» **Requirement**
In the records that follow, find each line containing "recorded" and copy it.

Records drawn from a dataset
<<<<
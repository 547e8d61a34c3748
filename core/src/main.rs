use anyhow::Context;
use clap::{Arg, ArgMatches, Command};
use log::{info, warn};
use std::collections::HashMap;
use std::sync::atomic::{AtomicBool, Ordering};
use std::sync::Arc;

use flow_sentinel_core::{
    Config, SentinelError,
    config::CaptureStrategy,
    model::Artifacts,
    network::PnetBackend,
    pipeline::{self, Pipeline, ScanOutcome},
    utils::{format_timestamp, generate_session_id, save_json},
    verdict::{Severity, Verdict},
};

fn capture_args(command: Command) -> Command {
    command
        .arg(
            Arg::new("interface")
                .short('i')
                .long("interface")
                .value_name("INTERFACE")
                .help("Network interface to capture from")
        )
        .arg(
            Arg::new("duration")
                .short('d')
                .long("duration")
                .value_name("SECONDS")
                .help("Capture window in seconds")
        )
        .arg(
            Arg::new("max-packets")
                .short('n')
                .long("max-packets")
                .value_name("COUNT")
                .help("Stop after this many packets")
        )
        .arg(
            Arg::new("mode")
                .short('m')
                .long("mode")
                .value_name("MODE")
                .value_parser(["streaming", "block"])
                .help("streaming stops at the deadline and honours Ctrl-C; block always runs the full window")
        )
}

fn config_arg() -> Arg {
    Arg::new("config")
        .short('c')
        .long("config")
        .value_name("FILE")
        .help("Configuration file path")
        .default_value("config/sentinel.json")
}

#[tokio::main]
async fn main() -> anyhow::Result<()> {
    let matches = Command::new("flow-sentinel")
        .version("0.1.0")
        .about("Classifies a window of live traffic as benign or as an attack category")
        .subcommand_required(true)
        .arg(config_arg())
        .subcommand(capture_args(Command::new("scan").about("Capture a window of traffic and classify it")))
        .subcommand(capture_args(Command::new("probe").about("Capture a window and report what was seen, without a model")))
        .subcommand(
            Command::new("classify")
                .about("Classify a recorded feature set (JSON object of feature name to value)")
                .arg(
                    Arg::new("features")
                        .short('f')
                        .long("features")
                        .value_name("FILE")
                        .help("Feature record to classify")
                        .required(true)
                )
        )
        .subcommand(
            Command::new("init-config")
                .about("Write the default configuration file")
        )
        .get_matches();

    let config_path = matches
        .get_one::<String>("config")
        .cloned()
        .unwrap_or_else(|| "config/sentinel.json".to_string());

    let mut config = if std::path::Path::new(&config_path).exists() {
        Config::from_file(&config_path).with_context(|| format!("loading {}", config_path))?
    } else {
        Config::default()
    };

    env_logger::Builder::from_env(env_logger::Env::default().default_filter_or(config.logging.level.as_str())).init();

    match matches.subcommand() {
        Some(("scan", sub_matches)) => {
            apply_capture_overrides(&mut config, sub_matches)?;
            run_scan_mode(&config).await
        }
        Some(("probe", sub_matches)) => {
            apply_capture_overrides(&mut config, sub_matches)?;
            run_probe_mode(&config).await
        }
        Some(("classify", sub_matches)) => {
            let features = sub_matches
                .get_one::<String>("features")
                .context("--features is required")?;
            run_classify_mode(&config, features)
        }
        Some(("init-config", _)) => {
            if let Some(parent) = std::path::Path::new(&config_path).parent() {
                std::fs::create_dir_all(parent)
                    .with_context(|| format!("creating {}", parent.display()))?;
            }
            Config::default().to_file(&config_path)?;
            println!("Default configuration written to {}", config_path);
            Ok(())
        }
        _ => {
            eprintln!("No subcommand provided. Use --help for usage information.");
            std::process::exit(1);
        }
    }
}

fn apply_capture_overrides(config: &mut Config, matches: &ArgMatches) -> flow_sentinel_core::Result<()> {
    if let Some(interface) = matches.get_one::<String>("interface") {
        config.capture.interface = interface.clone();
    }
    if let Some(duration) = matches.get_one::<String>("duration") {
        config.capture.window_secs = duration
            .parse()
            .map_err(|_| SentinelError::Parse(format!("Invalid duration: {}", duration)))?;
    }
    if let Some(max) = matches.get_one::<String>("max-packets") {
        let max = max
            .parse()
            .map_err(|_| SentinelError::Parse(format!("Invalid packet count: {}", max)))?;
        config.capture.max_packets = Some(max);
    }
    if let Some(mode) = matches.get_one::<String>("mode") {
        config.capture.strategy = match mode.as_str() {
            "block" => CaptureStrategy::BlockThenDrain,
            _ => CaptureStrategy::Streaming,
        };
    }
    config.validate()
}

fn load_artifacts(config: &Config) -> anyhow::Result<Arc<Artifacts>> {
    info!("Loading model, label encoder and feature schema...");
    let artifacts = Artifacts::load(&config.model)
        .context("the pipeline cannot start without its model files")?;
    info!("Artifacts loaded successfully");
    Ok(Arc::new(artifacts))
}

async fn run_scan_mode(config: &Config) -> anyhow::Result<()> {
    let artifacts = load_artifacts(config)?;
    let pipeline = Arc::new(Pipeline::new(artifacts, Arc::new(PnetBackend)));
    let stop = Arc::new(AtomicBool::new(false));

    if config.capture.strategy == CaptureStrategy::BlockThenDrain {
        warn!("Block mode captures for the full {}s window and cannot be interrupted", config.capture.window_secs);
    }
    println!(
        "Capturing on {} for {} seconds. Generate some traffic now...",
        config.capture.interface, config.capture.window_secs
    );

    let scan = pipeline.scan_async(config.capture.clone(), Some(stop.clone()));
    tokio::pin!(scan);

    let outcome = tokio::select! {
        outcome = &mut scan => outcome,
        _ = tokio::signal::ctrl_c() => {
            println!("\nCtrl+C received, stopping capture...");
            stop.store(true, Ordering::SeqCst);
            (&mut scan).await
        }
    };

    print_outcome(&outcome);

    if let Some(dir) = &config.output.results_dir {
        let path = save_json(dir, "scan", outcome.session_id(), &outcome)?;
        info!("Results saved to: {}", path.display());
    }

    if let ScanOutcome::Failed(_) = outcome {
        std::process::exit(2);
    }
    Ok(())
}

async fn run_probe_mode(config: &Config) -> anyhow::Result<()> {
    println!(
        "Probing {} for {} seconds...",
        config.capture.interface, config.capture.window_secs
    );

    let capture = config.capture.clone();
    let report = tokio::task::spawn_blocking(move || pipeline::probe(&PnetBackend, &capture))
        .await
        .context("probe task failed")?;

    match report {
        Ok(report) => {
            println!("\n=== CAPTURE PROBE ===");
            println!("Interface: {}", report.interface);
            println!("Packets captured: {}", report.packets_captured);
            println!("TCP packets: {}", report.tcp_packets);
            println!("Capture time: {:.2}s ({:?})", report.capture_secs, report.stop_reason);
            if report.analysable {
                println!("Enough traffic to analyse a flow.");
            } else {
                println!("Not enough packets captured to analyse a flow.");
            }
            Ok(())
        }
        Err(e) => {
            eprintln!("Capture error: {}", e);
            eprintln!("Hint: {}", e.kind().operator_hint());
            std::process::exit(2);
        }
    }
}

fn run_classify_mode(config: &Config, features_path: &str) -> anyhow::Result<()> {
    let artifacts = load_artifacts(config)?;
    let pipeline = Pipeline::new(artifacts, Arc::new(PnetBackend));

    let content = std::fs::read_to_string(features_path)
        .with_context(|| format!("reading {}", features_path))?;
    let record: HashMap<String, Option<f64>> = serde_json::from_str(&content)
        .with_context(|| format!("parsing {}", features_path))?;

    let result = pipeline.classify_record(&record)?;

    println!("\n=== OFFLINE CLASSIFICATION ===");
    for feature in &result.features {
        println!("{}: {}", feature.name, feature.value);
    }
    print_verdict(&result.verdict);

    if let Some(dir) = &config.output.results_dir {
        let path = save_json(dir, "classify", &generate_session_id(), &result)?;
        info!("Results saved to: {}", path.display());
    }
    Ok(())
}

fn print_outcome(outcome: &ScanOutcome) {
    match outcome {
        ScanOutcome::Completed(report) => {
            println!("\n=== SCAN COMPLETE ===");
            println!("Session ID: {}", report.session_id);
            println!("Timestamp: {}", format_timestamp(report.timestamp));
            println!("Packets processed: {}", report.packets_captured);
            println!("Capture time: {:.2}s", report.capture_secs);
            print_verdict(&report.verdict);
        }
        ScanOutcome::Failed(failure) => {
            println!("\n=== SCAN FAILED ===");
            println!("Session ID: {}", failure.session_id);
            println!("{}", failure.message);
            println!("Hint: {}", failure.hint);
        }
    }
}

fn print_verdict(verdict: &Verdict) {
    match verdict.severity {
        Severity::Benign => println!("\nAll clear: traffic classified as BENIGN"),
        Severity::Alert => {
            println!("\nALERT: attack detected");
            if let Some(ref attack) = verdict.attack_type {
                println!("Attack type: {}", attack);
            }
        }
    }
    if let Some(confidence) = verdict.confidence {
        println!("Confidence: {:.2}%", confidence * 100.0);
    }
}
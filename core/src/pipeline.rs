//! One scan: capture a window, fold it into flow statistics, build the
//! feature vector, classify it and interpret the result.
//!
//! Every failure is turned into a [`ScanOutcome::Failed`] at this boundary.

use crossbeam_channel::Receiver;
use serde::{Deserialize, Serialize};
use std::collections::HashMap;
use std::panic::{self, AssertUnwindSafe};
use std::sync::atomic::AtomicBool;
use std::sync::Arc;
use crate::config::{CaptureConfig, CaptureStrategy};
use crate::error::FailureKind;
use crate::features::{FeatureVector, FlowStatistics, NamedFeature, MIN_PACKETS};
use crate::model::{Artifacts, Prediction};
use crate::network::packet_capture::{CaptureBackend, CaptureSession, StopReason};
use crate::utils::{current_timestamp, generate_session_id};
use crate::verdict::{interpret, Verdict};
use crate::{Result, SentinelError};

#[derive(Debug, Clone, Serialize, Deserialize)]
pub struct ScanReport {
    pub session_id: String,
    pub timestamp: u64,
    pub interface: String,
    pub strategy: CaptureStrategy,
    pub stop_reason: StopReason,
    pub packets_captured: usize,
    pub capture_secs: f64,
    pub features: Vec<NamedFeature>,
    pub prediction: Prediction,
    pub verdict: Verdict,
}

#[derive(Debug, Clone, Serialize, Deserialize)]
pub struct ScanFailure {
    pub session_id: String,
    pub timestamp: u64,
    pub interface: String,
    pub kind: FailureKind,
    pub message: String,
    pub hint: String,
}

#[derive(Debug, Clone, Serialize, Deserialize)]
#[serde(tag = "status", rename_all = "snake_case")]
pub enum ScanOutcome {
    Completed(ScanReport),
    Failed(ScanFailure),
}

impl ScanOutcome {
    pub fn session_id(&self) -> &str {
        match self {
            ScanOutcome::Completed(report) => &report.session_id,
            ScanOutcome::Failed(failure) => &failure.session_id,
        }
    }

    pub fn verdict(&self) -> Option<&Verdict> {
        match self {
            ScanOutcome::Completed(report) => Some(&report.verdict),
            ScanOutcome::Failed(_) => None,
        }
    }

    pub fn failure_kind(&self) -> Option<FailureKind> {
        match self {
            ScanOutcome::Completed(_) => None,
            ScanOutcome::Failed(failure) => Some(failure.kind),
        }
    }

    fn failed(session_id: String, interface: &str, err: &SentinelError) -> Self {
        let kind = err.kind();
        ScanOutcome::Failed(ScanFailure {
            session_id,
            timestamp: current_timestamp(),
            interface: interface.to_string(),
            kind,
            message: err.to_string(),
            hint: kind.operator_hint().to_string(),
        })
    }
}

/// Outcome of classifying a recorded feature set instead of live traffic.
#[derive(Debug, Clone, Serialize, Deserialize)]
pub struct OfflineClassification {
    pub features: Vec<NamedFeature>,
    pub prediction: Prediction,
    pub verdict: Verdict,
}

/// Capture-only diagnostics, no model involved.
#[derive(Debug, Clone, Serialize, Deserialize)]
pub struct ProbeReport {
    pub interface: String,
    pub strategy: CaptureStrategy,
    pub stop_reason: StopReason,
    pub packets_captured: usize,
    pub tcp_packets: usize,
    pub capture_secs: f64,
    pub analysable: bool,
}

pub struct Pipeline {
    artifacts: Arc<Artifacts>,
    backend: Arc<dyn CaptureBackend>,
}

impl Pipeline {
    pub fn new(artifacts: Arc<Artifacts>, backend: Arc<dyn CaptureBackend>) -> Self {
        Self { artifacts, backend }
    }

    pub fn artifacts(&self) -> &Artifacts {
        &self.artifacts
    }

    /// Runs one scan on the calling thread, blocking it for the capture window.
    pub fn scan(&self, capture: &CaptureConfig, stop: Option<Arc<AtomicBool>>) -> ScanOutcome {
        let session_id = generate_session_id();
        match self.try_scan(&session_id, capture, stop) {
            Ok(report) => {
                log::info!("Scan {} finished: {:?}", session_id, report.verdict.severity);
                ScanOutcome::Completed(report)
            }
            Err(e) => {
                log::error!("Scan {} failed: {}", session_id, e);
                ScanOutcome::failed(session_id, &capture.interface, &e)
            }
        }
    }

    fn try_scan(&self, session_id: &str, capture: &CaptureConfig, stop: Option<Arc<AtomicBool>>) -> Result<ScanReport> {
        let mut stats = FlowStatistics::new();

        let mut session = CaptureSession::new(self.backend.as_ref(), &capture.interface, capture);
        if let Some(stop) = stop {
            session = session.with_stop_flag(stop);
        }
        let captured = session.run(|packet| stats.fold(packet))?;

        log::info!("Processed {} packets", stats.count());
        stats.ensure_sufficient()?;

        let schema = &self.artifacts.schema;
        let vector = FeatureVector::build(schema, &stats);
        let prediction = self.artifacts.classifier.predict(&vector)?;
        let verdict = interpret(&prediction);

        Ok(ScanReport {
            session_id: session_id.to_string(),
            timestamp: current_timestamp(),
            interface: capture.interface.clone(),
            strategy: captured.strategy,
            stop_reason: captured.stop_reason,
            packets_captured: captured.packets.len(),
            capture_secs: captured.elapsed.as_secs_f64(),
            features: vector.named(schema),
            prediction,
            verdict,
        })
    }

    /// Runs the scan on a worker thread and delivers the outcome over a channel.
    pub fn spawn_scan(self: &Arc<Self>, capture: CaptureConfig, stop: Option<Arc<AtomicBool>>) -> Receiver<ScanOutcome> {
        let (tx, rx) = crossbeam_channel::bounded(1);
        let pipeline = Arc::clone(self);

        std::thread::spawn(move || {
            let outcome = panic::catch_unwind(AssertUnwindSafe(|| pipeline.scan(&capture, stop)))
                .unwrap_or_else(|_| {
                    let err = SentinelError::Capture("scan worker panicked".to_string());
                    ScanOutcome::failed(generate_session_id(), &capture.interface, &err)
                });
            if tx.send(outcome).is_err() {
                log::warn!("Scan receiver dropped before the outcome was delivered");
            }
        });

        rx
    }

    /// Runs the scan on tokio's blocking pool.
    pub async fn scan_async(self: &Arc<Self>, capture: CaptureConfig, stop: Option<Arc<AtomicBool>>) -> ScanOutcome {
        let pipeline = Arc::clone(self);
        let interface = capture.interface.clone();

        match tokio::task::spawn_blocking(move || pipeline.scan(&capture, stop)).await {
            Ok(outcome) => outcome,
            Err(e) => {
                let err = SentinelError::Capture(format!("scan task failed: {}", e));
                ScanOutcome::failed(generate_session_id(), &interface, &err)
            }
        }
    }

    /// Classifies a recorded feature set. Features the schema lists but the
    /// record lacks are treated as 0.0.
    pub fn classify_record(&self, record: &HashMap<String, Option<f64>>) -> Result<OfflineClassification> {
        let schema = &self.artifacts.schema;
        let vector = FeatureVector::from_record(schema, record);
        let prediction = self.artifacts.classifier.predict(&vector)?;
        let verdict = interpret(&prediction);
        Ok(OfflineClassification {
            features: vector.named(schema),
            prediction,
            verdict,
        })
    }
}

/// Captures one window and reports what was seen.
pub fn probe(backend: &dyn CaptureBackend, capture: &CaptureConfig) -> Result<ProbeReport> {
    let mut tcp_packets = 0;
    let session = CaptureSession::new(backend, &capture.interface, capture);
    let captured = session.run(|packet| {
        if packet.transport.is_some() {
            tcp_packets += 1;
        }
    })?;

    Ok(ProbeReport {
        interface: capture.interface.clone(),
        strategy: captured.strategy,
        stop_reason: captured.stop_reason,
        packets_captured: captured.packets.len(),
        tcp_packets,
        capture_secs: captured.elapsed.as_secs_f64(),
        analysable: captured.packets.len() >= MIN_PACKETS,
    })
}
//! Materialized variant records
//!
//! A [`Variant`] only exists transiently: it is assembled from a row on read and
//! flattened back into columns on write. Its identity is the
//! (chromosome, position, reference, alternates) tuple; everything else is
//! per-study payload.

use std::collections::BTreeMap;
use std::fmt;
use std::str::FromStr;

use crate::{
    error::{CodecError, Result},
    helper::{ColumnId, GenomeHelper},
    key::{AlleleSummary, RowKey, RowKeyCodec},
};

/// Separator for unphased genotypes
pub const UNPHASED_SEPARATOR: char = '/';

/// Separator for phased genotypes
pub const PHASED_SEPARATOR: char = '|';

/// Text form of a missing allele
pub const MISSING_ALLELE: &str = ".";

/// Allele indices of one sample's call
///
/// `None` marks a missing allele (`.`). Index 0 is the reference allele and
/// index `n` the `n`-th alternate.
#[derive(Debug, Clone, PartialEq, Eq, Hash)]
pub struct Genotype {
    pub alleles: Vec<Option<u32>>,
    pub phased: bool,
}
impl Genotype {
    #[must_use]
    pub fn new(alleles: Vec<Option<u32>>, phased: bool) -> Self {
        Self { alleles, phased }
    }

    /// A diploid unphased call
    #[must_use]
    pub fn diploid(a: u32, b: u32) -> Self {
        Self::new(vec![Some(a), Some(b)], false)
    }

    /// A call with every allele missing
    #[must_use]
    pub fn missing(ploidy: usize) -> Self {
        Self::new(vec![None; ploidy], false)
    }

    #[must_use]
    pub fn ploidy(&self) -> usize {
        self.alleles.len()
    }

    #[must_use]
    pub fn is_missing(&self) -> bool {
        self.alleles.iter().all(Option::is_none)
    }

    /// Largest allele index referenced by the call
    #[must_use]
    pub fn max_allele(&self) -> Option<u32> {
        self.alleles.iter().flatten().copied().max()
    }
}
impl fmt::Display for Genotype {
    fn fmt(&self, f: &mut fmt::Formatter<'_>) -> fmt::Result {
        let separator = if self.phased {
            PHASED_SEPARATOR
        } else {
            UNPHASED_SEPARATOR
        };
        for (i, allele) in self.alleles.iter().enumerate() {
            if i > 0 {
                write!(f, "{separator}")?;
            }
            match allele {
                Some(index) => write!(f, "{index}")?,
                None => f.write_str(MISSING_ALLELE)?,
            }
        }
        Ok(())
    }
}
impl FromStr for Genotype {
    type Err = crate::Error;

    fn from_str(s: &str) -> Result<Self> {
        let invalid = || CodecError::InvalidGenotype(s.to_string());
        if s.is_empty() {
            return Err(invalid().into());
        }
        let has_phased = s.contains(PHASED_SEPARATOR);
        let has_unphased = s.contains(UNPHASED_SEPARATOR);
        if has_phased && has_unphased {
            return Err(invalid().into());
        }
        let separator = if has_phased {
            PHASED_SEPARATOR
        } else {
            UNPHASED_SEPARATOR
        };

        let alleles = s
            .split(separator)
            .map(|token| match token {
                MISSING_ALLELE => Ok(None),
                _ => token.parse::<u32>().map(Some).map_err(|_| invalid()),
            })
            .collect::<std::result::Result<Vec<_>, _>>()?;
        Ok(Self::new(alleles, has_phased))
    }
}

/// One sample's genotype plus optional per-sample annotations
#[derive(Debug, Clone, PartialEq, Eq)]
pub struct GenotypeCall {
    pub genotype: Genotype,

    /// Genotype quality (GQ)
    pub quality: Option<u16>,

    /// Read depth (DP)
    pub depth: Option<u32>,

    /// Per-sample filter (FT)
    pub filter: Option<String>,
}
impl GenotypeCall {
    #[must_use]
    pub fn new(genotype: Genotype) -> Self {
        Self {
            genotype,
            quality: None,
            depth: None,
            filter: None,
        }
    }

    #[must_use]
    pub fn with_quality(mut self, quality: u16) -> Self {
        self.quality = Some(quality);
        self
    }

    #[must_use]
    pub fn with_depth(mut self, depth: u32) -> Self {
        self.depth = Some(depth);
        self
    }

    #[must_use]
    pub fn with_filter(mut self, filter: &str) -> Self {
        self.filter = Some(filter.to_string());
        self
    }

    /// Returns `true` if the call carries anything beyond allele indices and phasing
    #[must_use]
    pub fn is_annotated(&self) -> bool {
        self.quality.is_some() || self.depth.is_some() || self.filter.is_some()
    }
}
impl FromStr for GenotypeCall {
    type Err = crate::Error;

    fn from_str(s: &str) -> Result<Self> {
        s.parse().map(Self::new)
    }
}

/// Site-level data contributed by one file
#[derive(Debug, Clone, PartialEq, Default)]
pub struct FileMeta {
    /// QUAL column
    pub quality: Option<f32>,

    /// FILTER column
    pub filter: Option<String>,

    /// INFO key/value pairs
    pub info: BTreeMap<String, String>,
}

/// A single statistic value
#[derive(Debug, Clone, PartialEq)]
pub enum StatValue {
    Number(f64),
    Integer(i64),
    Category(String),
}

/// Aggregate statistics of one cohort at one variant
///
/// The field set is opaque at this layer; only round-trip fidelity is guaranteed.
#[derive(Debug, Clone, PartialEq, Default)]
pub struct VariantStats {
    pub fields: BTreeMap<String, StatValue>,
}
impl VariantStats {
    #[must_use]
    pub fn new() -> Self {
        Self::default()
    }

    #[must_use]
    pub fn with(mut self, name: &str, value: StatValue) -> Self {
        self.fields.insert(name.to_string(), value);
        self
    }

    pub fn insert(&mut self, name: &str, value: StatValue) {
        self.fields.insert(name.to_string(), value);
    }

    #[must_use]
    pub fn get(&self, name: &str) -> Option<&StatValue> {
        self.fields.get(name)
    }

    #[must_use]
    pub fn len(&self) -> usize {
        self.fields.len()
    }

    #[must_use]
    pub fn is_empty(&self) -> bool {
        self.fields.is_empty()
    }
}

/// A cell that could not be decoded
#[derive(Debug, Clone, PartialEq)]
pub struct CellFailure {
    pub column: ColumnId,
    pub reason: CodecError,
}

/// A recoverable condition met while decoding a row
#[derive(Debug, Clone, PartialEq)]
pub enum DecodeWarning {
    /// Columns of a study with no stored configuration were skipped
    UnknownStudy { study_id: u32, columns: usize },

    /// A cell outside the variant column family was ignored
    ForeignFamily { family: Vec<u8> },

    /// A qualifier did not follow the qualifier layout
    UnparseableQualifier { qualifier: Vec<u8>, reason: CodecError },

    /// A genotype column index has no sample in the configuration
    UnknownSampleIndex { study_id: u32, column_index: u32 },

    /// A stats column references an undefined cohort
    UnknownCohort { study_id: u32, cohort_id: u32 },
}

/// Everything one study contributes to a variant
#[derive(Debug, Clone, PartialEq, Default)]
pub struct StudyEntry {
    pub study_id: u32,

    /// Genotype calls keyed by sample name
    pub genotypes: BTreeMap<String, GenotypeCall>,

    /// Site-level data keyed by file id
    pub files: BTreeMap<u32, FileMeta>,

    /// Statistics keyed by cohort name
    pub stats: BTreeMap<String, VariantStats>,

    /// Cells of this study that failed to decode
    pub failures: Vec<CellFailure>,
}
impl StudyEntry {
    #[must_use]
    pub fn new(study_id: u32) -> Self {
        Self {
            study_id,
            ..Self::default()
        }
    }

    #[must_use]
    pub fn is_empty(&self) -> bool {
        self.genotypes.is_empty()
            && self.files.is_empty()
            && self.stats.is_empty()
            && self.failures.is_empty()
    }
}

/// A fully materialized variant
#[derive(Debug, Clone, PartialEq)]
pub struct Variant {
    /// Canonical chromosome name
    pub chromosome: String,
    pub position: u64,
    pub reference: String,
    pub alternates: Vec<String>,

    /// Per-study payload keyed by study id
    pub studies: BTreeMap<u32, StudyEntry>,

    /// Recoverable conditions met while decoding the row
    pub warnings: Vec<DecodeWarning>,
}
impl Variant {
    /// Creates a variant with no study payload
    ///
    /// The chromosome is normalized; unknown names fail with `UnknownChromosome`.
    pub fn new(chromosome: &str, position: u64, reference: &str, alternates: &[&str]) -> Result<Self> {
        Ok(Self {
            chromosome: GenomeHelper::normalize_chromosome(chromosome)?.to_string(),
            position,
            reference: reference.to_string(),
            alternates: alternates.iter().map(ToString::to_string).collect(),
            studies: BTreeMap::new(),
            warnings: Vec::new(),
        })
    }

    /// Creates an empty variant from a decoded row key
    #[must_use]
    pub fn from_key(key: RowKey) -> Self {
        Self {
            chromosome: key.chromosome,
            position: key.position,
            reference: key.alleles.reference,
            alternates: key.alleles.alternates,
            studies: BTreeMap::new(),
            warnings: Vec::new(),
        }
    }

    #[must_use]
    pub fn allele_summary(&self) -> AlleleSummary {
        AlleleSummary {
            reference: self.reference.clone(),
            alternates: self.alternates.clone(),
        }
    }

    /// Encodes the identity of this variant into a row key
    pub fn row_key(&self) -> Result<Vec<u8>> {
        RowKeyCodec::encode(&self.chromosome, self.position, &self.allele_summary())
    }

    #[must_use]
    pub fn study(&self, study_id: u32) -> Option<&StudyEntry> {
        self.studies.get(&study_id)
    }

    /// Returns the entry of a study, creating it if absent
    pub fn study_mut(&mut self, study_id: u32) -> &mut StudyEntry {
        self.studies
            .entry(study_id)
            .or_insert_with(|| StudyEntry::new(study_id))
    }

    /// Records a genotype call for a sample of a study
    pub fn set_genotype(&mut self, study_id: u32, sample: &str, call: GenotypeCall) {
        self.study_mut(study_id)
            .genotypes
            .insert(sample.to_string(), call);
    }

    /// Records site-level data for a file of a study
    pub fn set_file_meta(&mut self, study_id: u32, file_id: u32, meta: FileMeta) {
        self.study_mut(study_id).files.insert(file_id, meta);
    }

    /// Records statistics for a cohort of a study
    pub fn set_stats(&mut self, study_id: u32, cohort: &str, stats: VariantStats) {
        self.study_mut(study_id)
            .stats
            .insert(cohort.to_string(), stats);
    }

    #[must_use]
    pub fn genotype(&self, study_id: u32, sample: &str) -> Option<&GenotypeCall> {
        self.study(study_id)?.genotypes.get(sample)
    }

    #[must_use]
    pub fn stats(&self, study_id: u32, cohort: &str) -> Option<&VariantStats> {
        self.study(study_id)?.stats.get(cohort)
    }

    /// Iterates over every (study, sample, call) triple
    pub fn genotypes(&self) -> impl Iterator<Item = (u32, &str, &GenotypeCall)> {
        self.studies.values().flat_map(|entry| {
            entry
                .genotypes
                .iter()
                .map(move |(sample, call)| (entry.study_id, sample.as_str(), call))
        })
    }

    /// Total number of cells that failed to decode across all studies
    #[must_use]
    pub fn failure_count(&self) -> usize {
        self.studies.values().map(|s| s.failures.len()).sum()
    }
}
>>>>
» **Response to this exercise**
                .about("Classify a recorded feature set (JSON object of feature name to value)")
/// Outcome of classifying a recorded feature set instead of live traffic.
    /// Classifies a recorded feature set. Features the schema lists but the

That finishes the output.